Barnett explained that her address number, 514, is clearly marked on her mailbox, as is the address of the foreclosed home, 509.
"I have a house across the street from me; the house that should have been repossessed is two houses down from them," she explained.
Barnett's home is not the first that a bank has mistaken for a foreclosed property. Two weeks ago, a couple in Fort Worth, Texas, discovered their home was confused for a vacant home, then mistakenly demolished.
She asked the bank for compensation for the missing items, which she estimated were worth $18,000. The most expensive items were two car engines and parts worth about $9,000, Barnett said.
"He told me that I would probably need receipts for everything that they took and they were not paying retail," she said. "I told him I wasn't running a yard sale and asking them to make me an offer. I told him I don't keep receipts around for everything I have just in case a bank comes by and steals my stuff. And if I did, where do you think it would be? With the stuff that you threw away."
First National Bank did not respond to multiple requests for comment. In a message on its website, the bank explained its side of the story.

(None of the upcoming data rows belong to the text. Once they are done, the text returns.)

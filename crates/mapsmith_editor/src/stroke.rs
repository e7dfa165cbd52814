//! Stroke accumulation for the gesture in progress

use std::collections::HashSet;

use crate::grid::GridPos;

/// A cell touched by the current stroke.
///
/// `aux` is the tile style for tile strokes and the resolved wall key for
/// wall strokes.
#[derive(Debug, Clone, Copy, PartialEq, Eq)]
pub struct StrokeCell {
    pub pos: GridPos,
    pub aux: u32,
}

/// Inclusive bounding box of a set of stroke cells
#[derive(Debug, Clone, Copy, PartialEq, Eq)]
pub struct StrokeBounds {
    pub min: GridPos,
    pub max: GridPos,
}

impl StrokeBounds {
    pub fn of(cells: &[StrokeCell]) -> Option<Self> {
        let first = cells.first()?.pos;
        let mut bounds = StrokeBounds { min: first, max: first };
        for cell in &cells[1..] {
            bounds.min.x = bounds.min.x.min(cell.pos.x);
            bounds.min.y = bounds.min.y.min(cell.pos.y);
            bounds.max.x = bounds.max.x.max(cell.pos.x);
            bounds.max.y = bounds.max.y.max(cell.pos.y);
        }
        Some(bounds)
    }
}

/// Deduplicated set of cells implicated by the active gesture.
///
/// Buffers are kept across frames and strokes; `clear` empties them without
/// giving the memory back.
#[derive(Debug, Default)]
pub struct StrokeAccumulator {
    cells: Vec<StrokeCell>,
    members: HashSet<GridPos>,
    candidates: HashSet<GridPos>,
}

impl StrokeAccumulator {
    pub fn new() -> Self {
        Self::default()
    }

    /// Make the stroke equal to `candidates`.
    ///
    /// New cells are appended with an aux value from `aux_gen`. Cells that
    /// are no longer candidates are dropped. Survivors keep their aux value
    /// and their position in the list.
    pub fn update(&mut self, candidates: &[GridPos], mut aux_gen: impl FnMut(GridPos) -> u32) {
        self.candidates.clear();
        self.candidates.extend(candidates.iter().copied());

        for &pos in candidates {
            if self.members.insert(pos) {
                self.cells.push(StrokeCell { pos, aux: aux_gen(pos) });
            }
        }

        if self.cells.len() > self.candidates.len() {
            let candidates = &self.candidates;
            let members = &mut self.members;
            self.cells.retain(|cell| {
                let keep = candidates.contains(&cell.pos);
                if !keep {
                    members.remove(&cell.pos);
                }
                keep
            });
        }
    }

    /// Add a single cell without pruning; returns false if it was already present
    pub fn push(&mut self, pos: GridPos, aux_gen: impl FnOnce(GridPos) -> u32) -> bool {
        if !self.members.insert(pos) {
            return false;
        }
        self.cells.push(StrokeCell { pos, aux: aux_gen(pos) });
        true
    }

    pub fn clear(&mut self) {
        self.cells.clear();
        self.members.clear();
        self.candidates.clear();
    }

    pub fn cells(&self) -> &[StrokeCell] {
        &self.cells
    }

    /// Mutable access to aux values; positions must not be changed
    pub fn cells_mut(&mut self) -> &mut [StrokeCell] {
        &mut self.cells
    }

    pub fn positions(&self) -> impl Iterator<Item = GridPos> + '_ {
        self.cells.iter().map(|c| c.pos)
    }

    pub fn contains(&self, pos: GridPos) -> bool {
        self.members.contains(&pos)
    }

    pub fn bounds(&self) -> Option<StrokeBounds> {
        StrokeBounds::of(&self.cells)
    }

    pub fn len(&self) -> usize {
        self.cells.len()
    }

    pub fn is_empty(&self) -> bool {
        self.cells.is_empty()
    }
}

#[cfg(test)]
mod tests {
    use super::*;
    use rand::rngs::StdRng;
    use rand::{Rng, SeedableRng};

    fn row(y: i32, xs: std::ops::RangeInclusive<i32>) -> Vec<GridPos> {
        xs.map(|x| GridPos::new(x, y)).collect()
    }

    #[test]
    fn test_update_adds_then_prunes() {
        let mut stroke = StrokeAccumulator::new();
        stroke.update(&row(0, 0..=4), |_| 0);
        assert_eq!(stroke.len(), 5);

        stroke.update(&row(0, 2..=6), |_| 1);
        assert_eq!(stroke.len(), 5);
        assert!(!stroke.contains(GridPos::new(1, 0)));
        assert!(stroke.contains(GridPos::new(6, 0)));
        // Survivors keep their place ahead of new cells
        assert_eq!(stroke.cells()[0].pos, GridPos::new(2, 0));
        assert_eq!(stroke.cells()[4].pos, GridPos::new(6, 0));
    }

    #[test]
    fn test_duplicate_candidates_collapse() {
        let mut stroke = StrokeAccumulator::new();
        let p = GridPos::new(3, 3);
        stroke.update(&[p, p, p], |_| 0);
        assert_eq!(stroke.len(), 1);
    }

    #[test]
    fn test_variant_stability_while_dragging() {
        let mut rng = StdRng::seed_from_u64(42);
        let mut stroke = StrokeAccumulator::new();
        stroke.update(&row(1, 0..=3), |_| rng.gen_range(0..1000));
        let first: Vec<StrokeCell> = stroke.cells().to_vec();

        for end in 4..12 {
            stroke.update(&row(1, 0..=end), |_| rng.gen_range(0..1000));
            for cell in &first {
                let now = stroke.cells().iter().find(|c| c.pos == cell.pos).unwrap();
                assert_eq!(now.aux, cell.aux);
            }
        }
    }

    #[test]
    fn test_cell_rerolled_after_leaving() {
        let mut stroke = StrokeAccumulator::new();
        let mut next = 0;
        let mut roll = |_: GridPos| -> u32 {
            next += 1;
            next
        };
        stroke.update(&row(0, 0..=1), &mut roll);
        stroke.update(&row(0, 0..=0), &mut roll);
        stroke.update(&row(0, 0..=1), &mut roll);
        assert_eq!(stroke.cells()[1].aux, 3);
    }

    #[test]
    fn test_push_does_not_prune() {
        let mut stroke = StrokeAccumulator::new();
        assert!(stroke.push(GridPos::new(0, 0), |_| 0));
        assert!(stroke.push(GridPos::new(5, 5), |_| 0));
        assert!(!stroke.push(GridPos::new(0, 0), |_| 9));
        assert_eq!(stroke.len(), 2);
        assert_eq!(
            stroke.bounds(),
            Some(StrokeBounds { min: GridPos::new(0, 0), max: GridPos::new(5, 5) })
        );
    }

    #[test]
    fn test_clear_keeps_nothing() {
        let mut stroke = StrokeAccumulator::new();
        stroke.update(&row(0, 0..=3), |_| 0);
        stroke.clear();
        assert!(stroke.is_empty());
        assert!(!stroke.contains(GridPos::new(0, 0)));
        assert_eq!(stroke.bounds(), None);
    }
}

First National Bank president and CEO Anthony Thorne wrote that "two representatives of the First National Bank of Wellston were assigned to clean and refurbish a bank-owned residential property." Thorne said a GPS locator "led them to the wrong home, which was located on the same street as the target property (we have since retraced their route using the same GPS, and it again took us to the same wrong location). As we discovered later, the property to which they were directed actually belonged to another individual."
Thorne explained, "This situation was a mistake on the part of our bank and – as we have done previously – we sincerely apologize to the homeowner for the inconvenience and concern it may have caused. In addition, we communicated to the homeowner our desire to compensate her fairly and equitably for her inconvenience and loss."
"However, the written list of items that she provided to us – and the value she assigned to those items – is inconsistent with the list and descriptions of items removed that was prepared by the employees who did the work, and with the list and values of missing items provided by the homeowner herself as recorded in an earlier telephone conversation with one of our representatives," Thorne wrote. "In a meeting with me in my office, I indicated to the homeowner that we wanted to compensate her but would have to look further into the differences in the lists. We heard nothing more from her or otherwise about this situation until being contacted by a local television station, which subsequently broadcast a story that, from our perspective, did not accurately reflect the facts or the good faith actions of the First National Bank to resolve the situation."